Ahmad Tousi

Personal information
- Date of birth: 27 March 1947
- Place of birth: Tehran, Iran
- Date of death: 4 November 2023 (aged 76)

Managerial career
- Years: Team
- 1980–?: Daraei
- ?–1985: Rah Ahan
- 1984–1986: Iran (assistant)
- 1989–1991: Fresno State (assistant)
- Bullard High School
- 2008: Sanat Naft
- 2008–2023: Cal State Stanislaus

= Ahmad Tousi =

Iranian-American football coach (1947–2023)

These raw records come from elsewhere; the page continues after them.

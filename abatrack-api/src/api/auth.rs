//! Role-gating middleware
//!
//! Identity is established by an upstream collaborator (login/cookie
//! plumbing lives outside this service). The verified actor role reaches
//! us as the `X-Abatrack-Role` request header; these middlewares translate
//! it into a pass/fail authorization decision.
//!
//! Collection routes require any authenticated role (RBT or BCBA);
//! review, analysis, and deletion routes require BCBA.

use axum::{
    extract::Request,
    http::StatusCode,
    middleware::Next,
    response::{IntoResponse, Response},
    Json,
};
use serde_json::json;

use abatrack_common::model::Role;

/// Request header carrying the verified actor role
pub const ROLE_HEADER: &str = "x-abatrack-role";

fn extract_role(request: &Request) -> Result<Role, AuthError> {
    let value = request
        .headers()
        .get(ROLE_HEADER)
        .ok_or(AuthError::NotAuthenticated)?;
    let value = value.to_str().map_err(|_| AuthError::NotAuthenticated)?;
    value.parse().map_err(|_| AuthError::NotAuthenticated)
}

/// Require any authenticated role (RBT or BCBA)
pub async fn require_user(mut request: Request, next: Next) -> Result<Response, AuthError> {
    let role = extract_role(&request)?;
    request.extensions_mut().insert(role);
    Ok(next.run(request).await)
}

/// Require the BCBA role
pub async fn require_bcba(mut request: Request, next: Next) -> Result<Response, AuthError> {
    let role = extract_role(&request)?;
    if role != Role::Bcba {
        return Err(AuthError::BcbaRequired);
    }
    request.extensions_mut().insert(role);
    Ok(next.run(request).await)
}

/// Authorization error types for HTTP responses
///
/// 403 is kept distinct from generic failure so the caller can tell a
/// permissions problem from a transient fault.
#[derive(Debug)]
pub enum AuthError {
    NotAuthenticated,
    BcbaRequired,
}

impl IntoResponse for AuthError {
    fn into_response(self) -> Response {
        let (status, error_code, message) = match self {
            AuthError::NotAuthenticated => (
                StatusCode::UNAUTHORIZED,
                "UNAUTHORIZED",
                "Not authenticated",
            ),
            AuthError::BcbaRequired => {
                (StatusCode::FORBIDDEN, "FORBIDDEN", "BCBA role required")
            }
        };

        // Same envelope as ApiError so clients parse one shape
        let body = Json(json!({
            "error": {
                "code": error_code,
                "message": message,
            }
        }));

        (status, body).into_response()
    }
}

Ahmad Tousi (احمد طوسی; 27 March 1947 – 4 November 2023) was an Iranian-American association football coach who was head coach of Cal State Stanislaus. Tousi was a FIFA Licensed Coach. He resided in Fresno.

Tousi previously coached Daraei Tehran in Iran and was assistant coach of the Iran national team from 1984 to 1986 and coached Iranian youth teams in the past. He was the assistant coach at Fresno State from 1989 to 1991. Tousi was appointed head coach of Cal State Stanislaus in July 2008.

Tousi was a journalist and analyst, and wrote for Ayandegan, Mizan, Omide Iran and Donyaye Varzesh.

Ahmad Tousi died on 4 November 2023, at the age of 76.